Current state of affairs
Despite the fact that the BIF rules clearly abolish the effects of any "sham recycling policy" after Certification of Compliance is completed, EPA regional representatives continue to refer to use of waste materials containing less than 5,000 Btu/lb as treatment. Unfortunately, this logic is working its way into CKD and clinker considerations as well. In essence, EPA continues to use convoluted logic to enforce their "sham recycling policy," which was questionably a legal "policy" in the first place, and which clearly did not include cement kilns.

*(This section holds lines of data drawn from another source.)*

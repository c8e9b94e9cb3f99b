//! Accept loop (§4.4): plain and optional TLS listeners, connection
//! admission control, and signal-driven graceful shutdown.

use std::io::BufReader as StdBufReader;
use std::net::SocketAddr;
use std::sync::atomic::{AtomicUsize, Ordering};
use std::sync::{Arc, Mutex};

use rustls::ServerConfig;
use rustls_pki_types::{CertificateDer, PrivateKeyDer};
use tokio::net::TcpListener;
use tokio_rustls::TlsAcceptor;
use tokio_util::sync::CancellationToken;

use crate::config::AppConfig;
use crate::error::ConfigError;
use crate::nntp::auth::AuthGuard;
use crate::nntp::engine::Engine;
use crate::nntp::session::Session;

/// Tracks connection counts for admission control (§4.4: global and
/// per-user caps). Per-user accounting starts once a session authenticates;
/// anonymous connections only count against the global cap.
pub struct ConnTracker {
    total: AtomicUsize,
    max_total: usize,
    max_per_user: usize,
    per_user: Mutex<std::collections::HashMap<String, usize>>,
}

impl ConnTracker {
    pub fn new(max_total: usize, max_per_user: usize) -> Arc<Self> {
        Arc::new(ConnTracker {
            total: AtomicUsize::new(0),
            max_total,
            max_per_user,
            per_user: Mutex::new(std::collections::HashMap::new()),
        })
    }

    fn try_acquire_global(&self) -> bool {
        loop {
            let current = self.total.load(Ordering::SeqCst);
            if current >= self.max_total {
                return false;
            }
            if self
                .total
                .compare_exchange(current, current + 1, Ordering::SeqCst, Ordering::SeqCst)
                .is_ok()
            {
                return true;
            }
        }
    }

    fn release_global(&self) {
        self.total.fetch_sub(1, Ordering::SeqCst);
    }

    pub fn try_acquire_user(&self, username: &str) -> bool {
        let mut map = self.per_user.lock().unwrap();
        let count = map.entry(username.to_string()).or_insert(0);
        if *count >= self.max_per_user {
            return false;
        }
        *count += 1;
        true
    }

    pub fn release_user(&self, username: &str) {
        let mut map = self.per_user.lock().unwrap();
        if let Some(count) = map.get_mut(username) {
            *count = count.saturating_sub(1);
            if *count == 0 {
                map.remove(username);
            }
        }
    }
}

fn load_tls_config(cert_path: &str, key_path: &str) -> Result<ServerConfig, ConfigError> {
    let cert_file = std::fs::File::open(cert_path)
        .map_err(|e| ConfigError::Invalid(format!("opening TLS cert {cert_path}: {e}")))?;
    let key_file = std::fs::File::open(key_path)
        .map_err(|e| ConfigError::Invalid(format!("opening TLS key {key_path}: {e}")))?;

    let certs: Vec<CertificateDer<'static>> =
        rustls_pemfile::certs(&mut StdBufReader::new(cert_file))
            .collect::<Result<_, _>>()
            .map_err(|e| ConfigError::Invalid(format!("parsing TLS cert {cert_path}: {e}")))?;

    let key: PrivateKeyDer<'static> =
        rustls_pemfile::private_key(&mut StdBufReader::new(key_file))
            .map_err(|e| ConfigError::Invalid(format!("parsing TLS key {key_path}: {e}")))?
            .ok_or_else(|| ConfigError::Invalid(format!("no private key found in {key_path}")))?;

    ServerConfig::builder()
        .with_no_client_auth()
        .with_single_cert(certs, key)
        .map_err(|e| ConfigError::Invalid(format!("building TLS server config: {e}")))
}

/// Run the plain-TCP and (if configured) TLS accept loops until `shutdown`
/// fires. Returns once both listeners have stopped accepting and all spawned
/// sessions have been given the chance to drain.
pub async fn serve(
    config: Arc<AppConfig>,
    engine: Arc<Engine>,
    auth: Arc<AuthGuard>,
    shutdown: CancellationToken,
) -> std::io::Result<()> {
    let tracker = ConnTracker::new(
        config.nntp.max_connections as usize,
        config.nntp.max_connections_per_user as usize,
    );

    let plain_addr: SocketAddr = format!("{}:{}", config.nntp.bind_host, config.nntp.port)
        .parse()
        .expect("invalid bind_host/port in configuration");
    let plain_listener = TcpListener::bind(plain_addr).await?;
    tracing::info!(addr = %plain_addr, "nntp listener ready");

    let tls_acceptor = match (&config.nntp.tls_port, &config.nntp.tls_cert_path, &config.nntp.tls_key_path) {
        (Some(port), Some(cert), Some(key)) => {
            let tls_config = load_tls_config(cert, key)
                .unwrap_or_else(|e| panic!("fatal: invalid TLS configuration: {e}"));
            Some((*port, TlsAcceptor::from(Arc::new(tls_config))))
        }
        _ => None,
    };

    let plain_task = {
        let engine = Arc::clone(&engine);
        let auth = Arc::clone(&auth);
        let tracker = Arc::clone(&tracker);
        let shutdown = shutdown.clone();
        tokio::spawn(accept_plain(plain_listener, engine, auth, tracker, shutdown))
    };

    let tls_task = if let Some((port, acceptor)) = tls_acceptor {
        let addr: SocketAddr = format!("{}:{}", config.nntp.bind_host, port)
            .parse()
            .expect("invalid bind_host/tls_port in configuration");
        let listener = TcpListener::bind(addr).await?;
        tracing::info!(addr = %addr, "nntp-over-tls listener ready");
        let engine = Arc::clone(&engine);
        let auth = Arc::clone(&auth);
        let tracker = Arc::clone(&tracker);
        let shutdown = shutdown.clone();
        Some(tokio::spawn(accept_tls(listener, acceptor, engine, auth, tracker, shutdown)))
    } else {
        None
    };

    let _ = plain_task.await;
    if let Some(t) = tls_task {
        let _ = t.await;
    }
    Ok(())
}

async fn accept_plain(
    listener: TcpListener,
    engine: Arc<Engine>,
    auth: Arc<AuthGuard>,
    tracker: Arc<ConnTracker>,
    shutdown: CancellationToken,
) {
    loop {
        tokio::select! {
            _ = shutdown.cancelled() => break,
            accepted = listener.accept() => {
                match accepted {
                    Ok((stream, peer)) => spawn_session(stream, peer, Arc::clone(&engine), Arc::clone(&auth), Arc::clone(&tracker)),
                    Err(e) => tracing::warn!(error = %e, "accept failed"),
                }
            }
        }
    }
}

async fn accept_tls(
    listener: TcpListener,
    acceptor: TlsAcceptor,
    engine: Arc<Engine>,
    auth: Arc<AuthGuard>,
    tracker: Arc<ConnTracker>,
    shutdown: CancellationToken,
) {
    loop {
        tokio::select! {
            _ = shutdown.cancelled() => break,
            accepted = listener.accept() => {
                match accepted {
                    Ok((stream, peer)) => {
                        let acceptor = acceptor.clone();
                        let engine = Arc::clone(&engine);
                        let auth = Arc::clone(&auth);
                        let tracker = Arc::clone(&tracker);
                        tokio::spawn(async move {
                            match acceptor.accept(stream).await {
                                Ok(tls_stream) => run_session(tls_stream, peer, engine, auth, tracker).await,
                                Err(e) => tracing::warn!(error = %e, %peer, "tls handshake failed"),
                            }
                        });
                    }
                    Err(e) => tracing::warn!(error = %e, "accept failed"),
                }
            }
        }
    }
}

fn spawn_session(
    stream: tokio::net::TcpStream,
    peer: SocketAddr,
    engine: Arc<Engine>,
    auth: Arc<AuthGuard>,
    tracker: Arc<ConnTracker>,
) {
    tokio::spawn(run_session(stream, peer, engine, auth, tracker));
}

async fn run_session<S>(stream: S, peer: SocketAddr, engine: Arc<Engine>, auth: Arc<AuthGuard>, tracker: Arc<ConnTracker>)
where
    S: tokio::io::AsyncRead + tokio::io::AsyncWrite + Unpin,
{
    if !tracker.try_acquire_global() {
        tracing::warn!(%peer, "rejecting connection: global connection cap reached");
        return;
    }
    tracing::info!(%peer, "nntp connection accepted");
    let mut session = Session::new(engine, auth, peer).with_tracker(Arc::clone(&tracker));
    if let Err(e) = session.run(stream).await {
        tracing::debug!(%peer, error = %e, "session ended with I/O error");
    }
    tracker.release_global();
    tracing::info!(%peer, "nntp connection closed");
}

/// Install SIGINT/SIGTERM handling that cancels `token` once, mirroring the
/// signal-handling shape used for the HTTP listener's shutdown.
pub fn install_signal_handlers(token: CancellationToken) {
    tokio::spawn(async move {
        let ctrl_c = async {
            tokio::signal::ctrl_c().await.expect("failed to install ctrl-c handler");
        };

        #[cfg(unix)]
        let terminate = async {
            tokio::signal::unix::signal(tokio::signal::unix::SignalKind::terminate())
                .expect("failed to install SIGTERM handler")
                .recv()
                .await;
        };
        #[cfg(not(unix))]
        let terminate = std::future::pending::<()>();

        tokio::select! {
            _ = ctrl_c => tracing::info!("received ctrl-c, shutting down"),
            _ = terminate => tracing::info!("received SIGTERM, shutting down"),
        }
        token.cancel();
    });
}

Surprisingly enough, here is a clear case of enforcement guidance that smoothly turned into a "policy", without following proper procedure. It is highly questionable if it was ever a legal policy in the first place. And even now that the BIF rules have effectively abolished the so called "policy", it continues to haunt cement kilns as they discuss Recertification of Compliance (ROC) testing and/or Trial Burn testing. It just confirms that industry needs to be ever vigilant for future effects of seemingly innocuous EPA language, whether or not it appears to affect cement kilns. This vigilance is particularly pertinent as EPA prepares to rule on CKD and continues to move forward with such documents as the municipal waste combustor regulations, CETRED and the dioxin reassessment report.